Mon. May 23rd, 2022
Health

Campaigners say compulsory menu labelling could put too much emphasis on calorie counting

Sun 23 Jan 2022 07.30 GMT

A Big Mac has 508. Wagamama’s hot chicken katsu curry has 1,089. And a large mixed grill with chips at Wetherspoon’s has 2,052. But will knowing how many calories are in a restaurant meal help make a difference to the UK’s obesity epidemic?

From April, all cafes and restaurants run by companies with more than 250 staff will be obliged to include calorie counts for each item on their menus. The government hopes this will encourage people to make healthier choices and nudge restaurants towards offering healthier options.

But many of the UK’s largest chains have told the Observer that they are not changing their menus as a result of the new regulations, and obesity campaigners say that the measure is unlikely to have any impact.

Stuart Flint, an associate professor of the psychology of obesity at Leeds University and a director of Obesity UK, which supports overweight people, said it was unclear who the new rules would help.

“It might not be helpful,” he said. “We need to really understand how people are going to engage with this. Is it going to mean that people only look at calories? A chocolate bar is less than a balanced meal, but we don’t want people to be having a chocolate bar and skipping the meal. It’s not always about reducing the amount we eat.”

Gregg Wallace, the presenter of MasterChef and founder of weight-loss website ShowMe.Fit, is more optimistic that it could make a difference. “Any information or understanding of calorie content in our food – whether in takeaway menus or in restaurants – is a great idea,” he said. “What we can measure, we can manage – and this is another step towards enabling people to make more educated choices.”

The Observer surveyed companies representing more than 20 of the UK’s biggest restaurant and fast-food outlets to see if they were making changes as a result of the new regulations.

All said they were not reformulating their menus to take the rules into account and already offer a range of healthier options. Many already publish calorie counts either on menus or on their websites and most said they had been reformulating their menus to reduce fat, salt and sugar for several years.

McDonald’s said it would adapt its menu to provide specific calorie information for extras, such as cheese slices on burgers, and had already reformulated its products. “Ninety per cent of our core food and drinks menu [is] 500 calories or under in the UK,” a spokesperson said.

KFC’s head of food and quality, Jo Tivers, said the chain had been first in its sector to put calories on menu boards. “This year will mark four years since we committed to removing 20% of calories per serving by 2025.”

Pizza Express, Wagamama and Nando’s said they already published calorie information on their websites and would start printing information on their menus in April.
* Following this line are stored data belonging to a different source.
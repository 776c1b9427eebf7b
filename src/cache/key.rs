//! Cache key derivation.

use std::fmt;

use crate::http::{Method, Request};

/// Identifies a cacheable resource by its request line.
///
/// A key is built from exactly three inputs: method, path and query string.
/// Headers, body and the client address never take part, so two requests
/// that differ only in those share a cache entry.
///
/// The fields are kept apart rather than concatenated, which makes equality a
/// field-by-field comparison: no choice of separator can make two distinct
/// request lines collide. An absent query (`/a`) and an empty one (`/a?`) are
/// different keys.
///
/// # Examples
///
/// ```
/// use rttp_cache::cache::CacheKey;
/// use rttp_cache::http::Method;
///
/// let a = CacheKey::build(&Method::Get, "/items", Some("page=2"));
/// let b = CacheKey::build(&Method::Get, "/items", Some("page=2"));
/// assert_eq!(a, b);
/// assert_eq!(a.to_string(), "GET /items?page=2");
///
/// assert_ne!(a, CacheKey::build(&Method::Head, "/items", Some("page=2")));
/// ```
#[derive(Debug, Clone, PartialEq, Eq, Hash)]
pub struct CacheKey {
    method: Method,
    path: String,
    query: Option<String>,
}

impl CacheKey {
    /// Builds the key for a request line.
    pub fn build(method: &Method, path: &str, query: Option<&str>) -> Self {
        Self {
            method: method.clone(),
            path: path.to_owned(),
            query: query.map(str::to_owned),
        }
    }

    /// Builds the key for an inbound request.
    pub fn for_request(request: &Request) -> Self {
        Self::build(request.method(), request.path(), request.query_string())
    }

    pub fn method(&self) -> &Method {
        &self.method
    }

    pub fn path(&self) -> &str {
        &self.path
    }

    pub fn query(&self) -> Option<&str> {
        self.query.as_deref()
    }
}

impl fmt::Display for CacheKey {
    fn fmt(&self, f: &mut fmt::Formatter<'_>) -> fmt::Result {
        write!(f, "{} {}", self.method, self.path)?;
        if let Some(query) = &self.query {
            write!(f, "?{query}")?;
        }
        Ok(())
    }
}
Nando’s said the April deadline was “not a huge milestone for us because we’ve always tried to be transparent about our calorie information”.
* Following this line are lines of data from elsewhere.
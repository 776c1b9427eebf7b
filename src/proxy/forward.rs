//! Upstream forwarding: translating inbound requests into origin requests.

use std::future::Future;
use std::pin::Pin;

use bytes::Bytes;
use reqwest::header::{HeaderMap, HeaderName, HeaderValue};
use tracing::debug;

use super::ForwardError;
use crate::config::Origin;
use crate::http::{
    Headers, Request, StatusCode,
    request::BodyFraming,
    response::is_framing_header,
};

/// Header carrying the caller's address to the origin.
pub const FORWARDED_FOR_HEADER: &str = "x-forwarded-for";

/// A complete origin response, fully read into memory.
#[derive(Debug, Clone, PartialEq, Eq)]
pub struct UpstreamResponse {
    pub status: StatusCode,
    pub headers: Headers,
    pub body: Bytes,
}

/// Boxed future returned by [`Upstream::forward`].
pub type ForwardFuture<'a> =
    Pin<Box<dyn Future<Output = Result<UpstreamResponse, ForwardError>> + Send + 'a>>;

/// Something that can answer a request on behalf of the origin.
///
/// [`HttpForwarder`] is the real implementation; the seam exists so the
/// pipeline can be driven by anything that produces an [`UpstreamResponse`].
///
/// # Contract
///
/// - A single attempt per call; no retries.
/// - The returned future must be `Send` and safe to drop at any `.await`
///   point: dropping it abandons the attempt.
pub trait Upstream: Send + Sync {
    /// Sends `request` to the origin and returns its full response.
    ///
    /// The request is taken by value so its body can be streamed out as it
    /// arrives.
    fn forward<'a>(&'a self, request: Request) -> ForwardFuture<'a>;
}

/// Forwards requests to the origin over HTTP with [`reqwest`].
///
/// - Target: origin base URL + inbound path + query string.
/// - Method: copied.
/// - Headers: copied, except `Host` (the client derives it from the target),
///   connection-framing fields (re-framed by the client) and every
///   `Content-*` field, which describes the body and is re-attached to it
///   when a body is sent. `X-Forwarded-For` carries the caller's IP.
/// - Body: attached only when the inbound request declares one. A body that
///   is still arriving is streamed to the origin chunk by chunk, keeping its
///   declared `Content-Length` when it had one.
/// - Redirects are not followed; the caller gets them as-is.
pub struct HttpForwarder {
    client: reqwest::Client,
    origin: Origin,
}

impl HttpForwarder {
    /// Creates a forwarder for `origin` with a dedicated connection pool.
    ///
    /// # Errors
    ///
    /// Returns [`ForwardError::Internal`] if the HTTP client cannot be
    /// initialised (e.g. the TLS backend fails to load).
    pub fn new(origin: Origin) -> Result<Self, ForwardError> {
        let client = reqwest::Client::builder()
            .redirect(reqwest::redirect::Policy::none())
            .pool_max_idle_per_host(32)
            .build()
            .map_err(|e| ForwardError::internal(format!("failed to build HTTP client: {e}")))?;
        Ok(Self { client, origin })
    }

    /// Returns the origin this forwarder targets.
    pub fn origin(&self) -> &Origin {
        &self.origin
    }

    /// Translates an inbound request into the outbound request for the origin.
    ///
    /// # Errors
    ///
    /// Returns [`ForwardError::Internal`] if the method or target URL is not
    /// something the client can send.
    pub fn build_request(&self, mut request: Request) -> Result<reqwest::Request, ForwardError> {
        let target = self.origin.target(request.path(), request.query_string());
        let method = reqwest::Method::from_bytes(request.method().as_str().as_bytes())
            .map_err(|e| ForwardError::internal(format!("unsupported method: {e}")))?;

        let mut headers = HeaderMap::with_capacity(request.headers().len() + 1);
        let mut entity = HeaderMap::new();

        for (name, value) in request.headers().iter() {
            if name.eq_ignore_ascii_case("host") || is_framing_header(name) {
                continue;
            }
            let (Ok(name), Ok(value)) = (
                HeaderName::from_bytes(name.as_bytes()),
                HeaderValue::from_bytes(value.as_bytes()),
            ) else {
                debug!(header = name, "dropping header the client cannot encode");
                continue;
            };
            if name.as_str().starts_with("content-") {
                entity.append(name, value);
            } else {
                headers.append(name, value);
            }
        }

        if let Some(addr) = request.remote_addr() {
            if let Ok(value) = HeaderValue::from_str(&addr.ip().to_string()) {
                headers.append(FORWARDED_FOR_HEADER, value);
            }
        }

        let mut builder = self.client.request(method, &target).headers(headers);
        if request.declares_body() {
            let length = match request.framing() {
                Ok(BodyFraming::Length(len)) => Some(len),
                _ => None,
            };
            let body = request.take_body();
            let body = match body.as_bytes() {
                Some(bytes) => reqwest::Body::from(bytes.clone()),
                None => {
                    if let Some(len) = length {
                        entity.insert(reqwest::header::CONTENT_LENGTH, HeaderValue::from(len));
                    }
                    reqwest::Body::wrap_stream(body)
                }
            };
            builder = builder.headers(entity).body(body);
        }

        builder
            .build()
            .map_err(|e| ForwardError::from_reqwest(&target, e))
    }

    async fn send(&self, request: Request) -> Result<UpstreamResponse, ForwardError> {
        let outbound = self.build_request(request)?;
        let target = outbound.url().to_string();

        let response = self
            .client
            .execute(outbound)
            .await
            .map_err(|e| ForwardError::from_reqwest(&target, e))?;

        let status = StatusCode::from_u16(response.status().as_u16()).ok_or_else(|| {
            ForwardError::internal(format!("origin returned status {}", response.status()))
        })?;

        // One map for every field the origin sent; repeated names are kept.
        let headers: Headers = response
            .headers()
            .iter()
            .map(|(name, value)| {
                let value = match std::str::from_utf8(value.as_bytes()) {
                    Ok(text) => text.to_owned(),
                    Err(_) => {
                        debug!(header = %name, "origin header value is not UTF-8, relaying it lossily");
                        String::from_utf8_lossy(value.as_bytes()).into_owned()
                    }
                };
                (name.as_str().to_owned(), value)
            })
            .collect();

        let body = response
            .bytes()
            .await
            .map_err(|e| ForwardError::from_reqwest(&target, e))?;

        debug!(target = %target, status = %status, bytes = body.len(), "origin responded");

        Ok(UpstreamResponse {
            status,
            headers,
            body,
        })
    }
}

impl Upstream for HttpForwarder {
    fn forward<'a>(&'a self, request: Request) -> ForwardFuture<'a> {
        Box::pin(self.send(request))
    }
}

#[cfg(test)]
mod tests {
    use super::*;
    use crate::http::Body;

    fn forwarder() -> HttpForwarder {
        HttpForwarder::new(Origin::parse("http://origin.test:9000/base/").unwrap()).unwrap()
    }

    fn inbound(raw: &[u8], body: &'static [u8]) -> Request {
        let (request, _) = Request::parse(raw).unwrap();
        request
            .with_body(Bytes::from_static(body))
            .with_remote_addr("10.1.2.3:5555".parse().unwrap())
    }

    #[test]
    fn target_method_and_forwarded_for() {
        let req = inbound(b"DELETE /items/7?force=1 HTTP/1.1\r\nHost: proxy\r\nAccept: */*\r\n\r\n", b"");
        let out = forwarder().build_request(req).unwrap();

        assert_eq!(out.method(), &reqwest::Method::DELETE);
        assert_eq!(out.url().as_str(), "http://origin.test:9000/base/items/7?force=1");
        assert_eq!(out.headers().get("accept").unwrap(), "*/*");
        assert_eq!(out.headers().get(FORWARDED_FOR_HEADER).unwrap(), "10.1.2.3");
        assert!(out.body().is_none());
    }

    #[test]
    fn host_and_content_headers_are_not_copied_verbatim() {
        let req = inbound(
            b"POST /submit HTTP/1.1\r\nHost: proxy\r\nContent-Type: application/json\r\nContent-Length: 7\r\nX-Trace: t1\r\n\r\n",
            b"{\"a\":1}",
        );
        let out = forwarder().build_request(req).unwrap();

        assert!(out.headers().get("host").is_none());
        assert!(out.headers().get("content-length").is_none());
        assert_eq!(out.headers().get("x-trace").unwrap(), "t1");
        // Content type travels with the body instead.
        assert_eq!(out.headers().get("content-type").unwrap(), "application/json");
        assert_eq!(out.headers().get_all("content-type").iter().count(), 1);
        let body = out.body().and_then(reqwest::Body::as_bytes).unwrap();
        assert_eq!(body, b"{\"a\":1}");
    }

    #[test]
    fn bodyless_request_drops_entity_headers() {
        let req = inbound(
            b"GET / HTTP/1.1\r\nHost: proxy\r\nContent-Type: text/plain\r\nContent-Length: 0\r\n\r\n",
            b"",
        );
        let out = forwarder().build_request(req).unwrap();
        assert!(out.body().is_none());
        assert!(out.headers().get("content-type").is_none());
    }

    #[test]
    fn chunked_request_is_reframed() {
        let req = inbound(
            b"PUT /blob HTTP/1.1\r\nHost: proxy\r\nTransfer-Encoding: chunked\r\nContent-Type: text/plain\r\n\r\n",
            b"hello",
        );
        let out = forwarder().build_request(req).unwrap();
        assert!(out.headers().get("transfer-encoding").is_none());
        assert_eq!(out.headers().get("content-type").unwrap(), "text/plain");
        assert_eq!(out.body().and_then(reqwest::Body::as_bytes).unwrap(), b"hello");
    }

    #[test]
    fn streamed_body_keeps_its_declared_length() {
        let (raw, _) = Request::parse(
            b"POST /upload HTTP/1.1\r\nHost: proxy\r\nContent-Type: application/octet-stream\r\nContent-Length: 9437184\r\n\r\n",
        )
        .unwrap();
        let (_tx, body) = Body::channel(1);
        let out = forwarder().build_request(raw.with_body(body)).unwrap();

        assert_eq!(out.headers().get("content-length").unwrap(), "9437184");
        assert_eq!(out.headers().get("content-type").unwrap(), "application/octet-stream");
        // Not buffered: the client pulls it from the connection as it arrives.
        let body = out.body().unwrap();
        assert!(body.as_bytes().is_none());
    }

    #[test]
    fn streamed_chunked_body_has_no_length() {
        let (raw, _) =
            Request::parse(b"PUT /blob HTTP/1.1\r\nHost: proxy\r\nTransfer-Encoding: chunked\r\n\r\n").unwrap();
        let (_tx, body) = Body::channel(1);
        let out = forwarder().build_request(raw.with_body(body)).unwrap();

        assert!(out.headers().get("content-length").is_none());
        assert!(out.body().is_some_and(|b| b.as_bytes().is_none()));
    }

    #[test]
    fn repeated_request_headers_survive() {
        let req = inbound(
            b"GET / HTTP/1.1\r\nAccept-Language: en\r\nAccept-Language: fr\r\n\r\n",
            b"",
        );
        let out = forwarder().build_request(req).unwrap();
        let values: Vec<_> = out.headers().get_all("accept-language").iter().collect();
        assert_eq!(values, vec!["en", "fr"]);
    }

    #[tokio::test]
    async fn refused_connection_is_an_upstream_error() {
        // Grab a free port, then close it so nothing is listening there.
        let listener = tokio::net::TcpListener::bind("127.0.0.1:0").await.unwrap();
        let port = listener.local_addr().unwrap().port();
        drop(listener);

        let forwarder =
            HttpForwarder::new(Origin::parse(&format!("http://127.0.0.1:{port}")).unwrap()).unwrap();
        let req = inbound(b"GET /x HTTP/1.1\r\nHost: proxy\r\n\r\n", b"");
        let err = forwarder.forward(req).await.unwrap_err();
        assert!(err.is_upstream(), "unexpected error: {err}");
    }
}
Wetherspoon said it had included calorie information on menus since 2012 and was not going to amend them. A spokesman said the pub chain wanted customers to be able to make informed decisions and was “in no way preaching to customers – simply giving them the information that was not available in other pubs”.
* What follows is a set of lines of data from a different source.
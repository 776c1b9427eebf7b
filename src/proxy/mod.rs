//! The caching request pipeline.
//!
//! Every inbound request walks the same path:
//!
//! ```text
//! Start ─► KeyBuilt ─┬─► Hit ─────────────────────────────────► Served (X-Cache: HIT)
//!                    └─► Miss ─► Forwarded ─┬─► Cacheable ─────► Served (X-Cache: MISS, stored)
//!                              │            └─► NotCacheable ──► Served (X-Cache: MISS)
//!                              └─► Failed ─────────────────────► 502 / 500
//! ```
//!
//! The store is written only once a complete origin response is in hand, so
//! a request that is cancelled mid-forward leaves no trace in the cache.
//!
//! Concurrent misses for the same key are not coalesced: each one reaches
//! the origin and each eligible response is upserted, last writer wins.
//!
//! With [`cors`] enabled, preflights short-circuit before the key is built.

use std::sync::Arc;
use std::sync::atomic::{AtomicU64, Ordering};

use serde::{Deserialize, Serialize};
use tokio::time::Instant;
use tracing::{debug, error, info, warn};

use crate::cache::{CacheEntry, CacheKey, CachePolicy, CacheStore, SuccessOnly};
use crate::config::ProxyConfig;
use crate::http::{Request, Response, StatusCode};

pub mod admin;
pub mod cors;
mod error;
pub mod forward;

pub use error::ForwardError;
pub use forward::{HttpForwarder, Upstream, UpstreamResponse};

/// Response header reporting whether the cache answered.
pub const CACHE_STATUS_HEADER: &str = "X-Cache";

/// Body of the `502` sent when the origin cannot be reached.
pub const BAD_GATEWAY_MESSAGE: &str = "Error connecting to the origin server.";

/// Body of the `500` sent on any other failure.
pub const INTERNAL_ERROR_MESSAGE: &str = "An internal server error occurred.";

/// Whether a response came from the cache or from the origin.
#[derive(Debug, Clone, Copy, PartialEq, Eq)]
pub enum CacheStatus {
    Hit,
    Miss,
}

impl CacheStatus {
    pub fn as_str(self) -> &'static str {
        match self {
            Self::Hit => "HIT",
            Self::Miss => "MISS",
        }
    }
}

/// Terminal state of one pass through the pipeline.
#[derive(Debug)]
pub enum Outcome {
    /// The store had an entry for the key.
    Hit(Arc<CacheEntry>),
    /// Miss; the origin answered and the response was stored.
    Stored(UpstreamResponse),
    /// Miss; the origin answered but the policy declined to store it.
    NotCacheable(UpstreamResponse),
    /// Miss; the origin could not be used.
    Failed(ForwardError),
}

impl Outcome {
    /// The cache indicator this outcome is served with, if any.
    pub fn cache_status(&self) -> Option<CacheStatus> {
        match self {
            Self::Hit(_) => Some(CacheStatus::Hit),
            Self::Stored(_) | Self::NotCacheable(_) => Some(CacheStatus::Miss),
            Self::Failed(_) => None,
        }
    }

    /// Renders the single response written back to the caller.
    pub fn into_response(self) -> Response {
        let cache_status = self.cache_status();
        let mut response = match self {
            Self::Hit(entry) => entry.to_response(),
            Self::Stored(fresh) | Self::NotCacheable(fresh) => Response::new(fresh.status)
                .headers(fresh.headers)
                .body_bytes(fresh.body),
            Self::Failed(ForwardError::Upstream { .. }) => {
                Response::plain_text(StatusCode::BAD_GATEWAY, BAD_GATEWAY_MESSAGE)
            }
            Self::Failed(ForwardError::Internal { .. }) => {
                Response::plain_text(StatusCode::INTERNAL_SERVER_ERROR, INTERNAL_ERROR_MESSAGE)
            }
        };
        if let Some(status) = cache_status {
            response.set_header(CACHE_STATUS_HEADER, status.as_str());
        }
        response
    }
}

/// Running counters, updated without locks.
#[derive(Debug, Default)]
struct Counters {
    hits: AtomicU64,
    misses: AtomicU64,
    stored: AtomicU64,
    upstream_errors: AtomicU64,
    internal_errors: AtomicU64,
}

/// Point-in-time view of the proxy's counters.
#[derive(Debug, Clone, Copy, PartialEq, Eq, Serialize, Deserialize)]
pub struct ProxyStats {
    pub entries: usize,
    pub hits: u64,
    pub misses: u64,
    pub stored: u64,
    pub upstream_errors: u64,
    pub internal_errors: u64,
}

/// A read-through caching reverse proxy for a single origin.
///
/// Cheap to share: wrap it in an [`Arc`] and call [`handle`](Self::handle)
/// from every connection task.
///
/// # Examples
///
/// ```rust,no_run
/// use std::sync::Arc;
/// use rttp_cache::config::ProxyConfig;
/// use rttp_cache::proxy::CachingProxy;
/// use rttp_cache::server::Server;
///
/// #[tokio::main]
/// async fn main() -> Result<(), Box<dyn std::error::Error>> {
///     let config = ProxyConfig::new(8080, "http://localhost:3000", None)?;
///     let proxy = Arc::new(CachingProxy::from_config(&config)?);
///     let server = Server::bind(config.listen_addr()).await?;
///     server
///         .run(move |req| {
///             let proxy = Arc::clone(&proxy);
///             async move { proxy.handle(req).await }
///         })
///         .await?;
///     Ok(())
/// }
/// ```
pub struct CachingProxy<U = HttpForwarder> {
    store: Arc<CacheStore>,
    upstream: U,
    policy: Box<dyn CachePolicy>,
    admin_path: Option<String>,
    cors: bool,
    counters: Counters,
}

impl CachingProxy<HttpForwarder> {
    /// Builds a proxy with a fresh, empty store from validated configuration.
    ///
    /// # Errors
    ///
    /// Returns [`ForwardError::Internal`] if the HTTP client cannot be created.
    pub fn from_config(config: &ProxyConfig) -> Result<Self, ForwardError> {
        let upstream = HttpForwarder::new(config.origin.clone())?;
        let proxy = Self::new(upstream, Arc::new(CacheStore::new())).with_cors(config.cors);
        Ok(match &config.admin_path {
            Some(path) => proxy.with_admin_path(path.clone()),
            None => proxy,
        })
    }
}

impl<U: Upstream> CachingProxy<U> {
    /// Creates a proxy over `upstream` backed by `store`, caching 2xx responses.
    pub fn new(upstream: U, store: Arc<CacheStore>) -> Self {
        Self {
            store,
            upstream,
            policy: Box::new(SuccessOnly),
            admin_path: None,
            cors: false,
            counters: Counters::default(),
        }
    }

    /// Replaces the admission policy.
    #[must_use]
    pub fn with_policy(mut self, policy: impl CachePolicy + 'static) -> Self {
        self.policy = Box::new(policy);
        self
    }

    /// Enables the cache control endpoint at `path`. See [`admin`].
    #[must_use]
    pub fn with_admin_path(mut self, path: impl Into<String>) -> Self {
        self.admin_path = Some(path.into());
        self
    }

    /// Turns allow-all CORS on or off. See [`cors`].
    #[must_use]
    pub fn with_cors(mut self, enabled: bool) -> Self {
        self.cors = enabled;
        self
    }

    /// The store this proxy reads and writes.
    pub fn store(&self) -> &Arc<CacheStore> {
        &self.store
    }

    /// Current counters and store size.
    pub fn stats(&self) -> ProxyStats {
        ProxyStats {
            entries: self.store.len(),
            hits: self.counters.hits.load(Ordering::Relaxed),
            misses: self.counters.misses.load(Ordering::Relaxed),
            stored: self.counters.stored.load(Ordering::Relaxed),
            upstream_errors: self.counters.upstream_errors.load(Ordering::Relaxed),
            internal_errors: self.counters.internal_errors.load(Ordering::Relaxed),
        }
    }

    /// Entry point for the listener: answers preflights and admin requests,
    /// proxies the rest, and logs one line per request.
    pub async fn handle(&self, request: Request) -> Response {
        let started = Instant::now();
        let method = request.method().clone();
        let path = request.path().to_owned();
        let cross_origin = self.cors && cors::is_cross_origin(&request);

        if cross_origin && cors::is_preflight(&request) {
            let response = cors::preflight(&request);
            info!(%method, %path, status = %response.status(), "preflight answered");
            return response;
        }

        let mut response = if self.admin_path.as_deref() == Some(request.path()) {
            let response = admin::handle(self, &request);
            info!(%method, %path, status = %response.status(), "admin request");
            response
        } else {
            let outcome = self.resolve(request).await;
            let cache = outcome.cache_status().map_or("-", CacheStatus::as_str);
            let response = outcome.into_response();
            info!(
                %method,
                %path,
                status = response.status().as_u16(),
                cache,
                elapsed = ?started.elapsed(),
                "request served"
            );
            response
        };

        if cross_origin {
            cors::allow_any_origin(&mut response);
        }
        response
    }

    /// Runs the cache-aside state machine for one request.
    ///
    /// The request is consumed on a miss: its body is streamed to the origin.
    pub async fn resolve(&self, request: Request) -> Outcome {
        let key = CacheKey::for_request(&request);

        if let Some(entry) = self.store.lookup(&key) {
            self.counters.hits.fetch_add(1, Ordering::Relaxed);
            debug!(%key, "cache hit");
            return Outcome::Hit(entry);
        }

        self.counters.misses.fetch_add(1, Ordering::Relaxed);
        debug!(%key, "cache miss, forwarding");

        let fresh = match self.upstream.forward(request).await {
            Ok(fresh) => fresh,
            Err(e) => {
                match &e {
                    ForwardError::Upstream { .. } => {
                        self.counters.upstream_errors.fetch_add(1, Ordering::Relaxed);
                        warn!(%key, error = %e, "origin unreachable");
                    }
                    ForwardError::Internal { .. } => {
                        self.counters.internal_errors.fetch_add(1, Ordering::Relaxed);
                        error!(%key, error = %e, "forwarding failed");
                    }
                }
                return Outcome::Failed(e);
            }
        };

        if !self.policy.should_cache(fresh.status) {
            debug!(%key, status = %fresh.status, "not cacheable");
            return Outcome::NotCacheable(fresh);
        }

        let entry = CacheEntry::new(fresh.status, fresh.headers.clone(), fresh.body.clone());
        let replaced = self.store.upsert(key.clone(), entry);
        self.counters.stored.fetch_add(1, Ordering::Relaxed);
        debug!(%key, bytes = fresh.body.len(), replaced, "stored response");

        Outcome::Stored(fresh)
    }
}
//! HTTP/1.1 protocol types and parsing.
//!
//! This module provides the core HTTP primitives shared by the listener and
//! the proxy pipeline: [`Method`], [`StatusCode`], [`Headers`], [`Request`],
//! and [`Response`].

use std::fmt;

pub mod body;
pub mod chunked;
pub mod headers;
pub mod request;
pub mod response;

pub use body::{Body, BodyError};
pub use headers::Headers;
pub use request::Request;
pub use response::Response;

/// An HTTP response status code.
///
/// Any three-digit code is representable because a proxy must relay whatever
/// the origin sends back, including codes it has never heard of.
///
/// # Examples
///
/// ```
/// use rttp_cache::http::StatusCode;
///
/// let status = StatusCode::OK;
/// assert_eq!(status.as_u16(), 200);
/// assert_eq!(status.canonical_reason(), Some("OK"));
/// assert!(status.is_success());
///
/// let teapot = StatusCode::from_u16(418).unwrap();
/// assert!(!teapot.is_success());
/// ```
#[derive(Debug, Clone, Copy, PartialEq, Eq, Hash, PartialOrd, Ord)]
pub struct StatusCode(u16);

impl StatusCode {
    pub const OK: Self = Self(200);
    pub const NO_CONTENT: Self = Self(204);
    pub const NOT_MODIFIED: Self = Self(304);
    pub const BAD_REQUEST: Self = Self(400);
    pub const NOT_FOUND: Self = Self(404);
    pub const METHOD_NOT_ALLOWED: Self = Self(405);
    pub const REQUEST_HEADER_FIELDS_TOO_LARGE: Self = Self(431);
    pub const INTERNAL_SERVER_ERROR: Self = Self(500);
    pub const BAD_GATEWAY: Self = Self(502);

    /// Builds a status code from its numeric value.
    ///
    /// Returns `None` unless `code` is a three-digit number (100–999).
    pub fn from_u16(code: u16) -> Option<Self> {
        (100..1000).contains(&code).then_some(Self(code))
    }

    /// Returns the numeric status code as a `u16`.
    pub fn as_u16(self) -> u16 {
        self.0
    }

    /// Returns `true` for 1xx codes.
    pub fn is_informational(self) -> bool {
        (100..200).contains(&self.0)
    }

    /// Returns `true` for 2xx codes.
    pub fn is_success(self) -> bool {
        (200..300).contains(&self.0)
    }

    /// Returns the canonical reason phrase, if the code is a registered one.
    pub fn canonical_reason(self) -> Option<&'static str> {
        let reason = match self.0 {
            100 => "Continue",
            101 => "Switching Protocols",
            200 => "OK",
            201 => "Created",
            202 => "Accepted",
            203 => "Non-Authoritative Information",
            204 => "No Content",
            205 => "Reset Content",
            206 => "Partial Content",
            300 => "Multiple Choices",
            301 => "Moved Permanently",
            302 => "Found",
            303 => "See Other",
            304 => "Not Modified",
            307 => "Temporary Redirect",
            308 => "Permanent Redirect",
            400 => "Bad Request",
            401 => "Unauthorized",
            403 => "Forbidden",
            404 => "Not Found",
            405 => "Method Not Allowed",
            406 => "Not Acceptable",
            408 => "Request Timeout",
            409 => "Conflict",
            410 => "Gone",
            411 => "Length Required",
            412 => "Precondition Failed",
            413 => "Payload Too Large",
            414 => "URI Too Long",
            415 => "Unsupported Media Type",
            418 => "I'm a teapot",
            422 => "Unprocessable Entity",
            429 => "Too Many Requests",
            431 => "Request Header Fields Too Large",
            500 => "Internal Server Error",
            501 => "Not Implemented",
            502 => "Bad Gateway",
            503 => "Service Unavailable",
            504 => "Gateway Timeout",
            505 => "HTTP Version Not Supported",
            _ => return None,
        };
        Some(reason)
    }
}

impl fmt::Display for StatusCode {
    fn fmt(&self, f: &mut fmt::Formatter<'_>) -> fmt::Result {
        match self.canonical_reason() {
            Some(reason) => write!(f, "{} {}", self.0, reason),
            None => write!(f, "{}", self.0),
        }
    }
}

impl From<StatusCode> for u16 {
    fn from(code: StatusCode) -> u16 {
        code.as_u16()
    }
}

/// An HTTP request method.
///
/// Standard methods are represented as unit variants for zero-cost comparison.
/// Non-standard methods are captured in the `Custom` variant.
///
/// # Examples
///
/// ```
/// use rttp_cache::http::Method;
///
/// let method: Method = "GET".parse().unwrap();
/// assert_eq!(method, Method::Get);
/// assert_eq!(method.as_str(), "GET");
/// assert!(method.is_safe());
/// ```
#[derive(Debug, Clone, PartialEq, Eq, Hash)]
pub enum Method {
    /// GET: retrieve a representation of the target resource.
    Get,
    /// POST: perform resource-specific processing on the request payload.
    Post,
    /// PUT: replace the target resource's current representation.
    Put,
    /// DELETE: remove the association between the target resource and its functionality.
    Delete,
    /// HEAD: identical to GET but without a response body.
    Head,
    /// OPTIONS: describe the communication options for the target resource.
    Options,
    /// PATCH: apply partial modifications to a resource.
    Patch,
    /// CONNECT: establish a tunnel to the server identified by the target resource.
    Connect,
    /// TRACE: perform a message loop-back test along the path to the target resource.
    Trace,
    /// A non-standard extension method.
    Custom(String),
}

impl Method {
    /// Returns the method as a string slice.
    pub fn as_str(&self) -> &str {
        match self {
            Self::Get => "GET",
            Self::Post => "POST",
            Self::Put => "PUT",
            Self::Delete => "DELETE",
            Self::Head => "HEAD",
            Self::Options => "OPTIONS",
            Self::Patch => "PATCH",
            Self::Connect => "CONNECT",
            Self::Trace => "TRACE",
            Self::Custom(s) => s.as_str(),
        }
    }

    /// Returns `true` if this method is considered "safe" (no side effects per RFC 9110 §9.2.1).
    pub fn is_safe(&self) -> bool {
        matches!(self, Self::Get | Self::Head | Self::Options | Self::Trace)
    }
}

impl fmt::Display for Method {
    fn fmt(&self, f: &mut fmt::Formatter<'_>) -> fmt::Result {
        f.write_str(self.as_str())
    }
}

impl std::str::FromStr for Method {
    type Err = std::convert::Infallible;

    fn from_str(s: &str) -> Result<Self, Self::Err> {
        Ok(match s {
            "GET" => Self::Get,
            "POST" => Self::Post,
            "PUT" => Self::Put,
            "DELETE" => Self::Delete,
            "HEAD" => Self::Head,
            "OPTIONS" => Self::Options,
            "PATCH" => Self::Patch,
            "CONNECT" => Self::Connect,
            "TRACE" => Self::Trace,
            other => Self::Custom(other.to_owned()),
        })
    }
}

impl AsRef<str> for Method {
    fn as_ref(&self) -> &str {
        self.as_str()
    }
}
However, none of the chains that already put calories on menus said they had measured whether it had any effect on customers’ behaviour.

Gregg Wallace, presenter of Masterchef, has welcomed menu labelling, saying it will allow people to make more informed choices. Photograph: Yui Mok/PA

Calorie labelling in the US came into force in 2018, and a study last year of 59 restaurant chains found that there was no change to the average calorie count on menus. But new dishes introduced after 2018 did have lower calorie content, on average.

Flint said that things like the placement of fast food advertisements, a lack of green space for exercise and stigma attached to obesity were all equally important. Flint compared restaurant labelling to the Soft Drinks Industry Levy (SDIL), introduced in 2018, which taxes the most sugary soft drinks at 24 pence per litre. It was introduced in the hope that customers will buy less and manufacturers will reduce the amount of sugar in the drinks, and a study by Cambridge’s Centre for Diet and Activity Research found that it had led to an average reduction of about 30g of sugar per household per week.

“But who is consuming less sugar?” Flint said. “There’s no data that says that children with obesity, or even people living with obesity are consuming less sugar.

“The reality is that we’ve had 14 policies over the last 20 years related to obesity, and it hasn’t decreased, it’s increased. And the reason is that most of those are focused on individual changing.” Flint said.

“Obesity is very complex. If it was as simple as eating less or more, people wouldn’t gain weight to the extent we have at the moment, and people would be able to lose weight more easily.”

The government estimates that 63% of adults in the UK are at increased risk of serious disease and becoming seriously ill with Covid as a result of being overweight. A Public Health England survey found that nearly 80% of respondents were in favour of calorie labelling, and eating out can account for up to a quarter of adult energy intake, according to a National Centre for Social Research study.

A Department of Health and Social Care spokesperson said: “Obesity is one of the most significant health challenges we face. Clear food labelling plays an important role in helping people make healthier choices for themselves and for their families, and we have consulted extensively with a wide range of experts on these proposals.”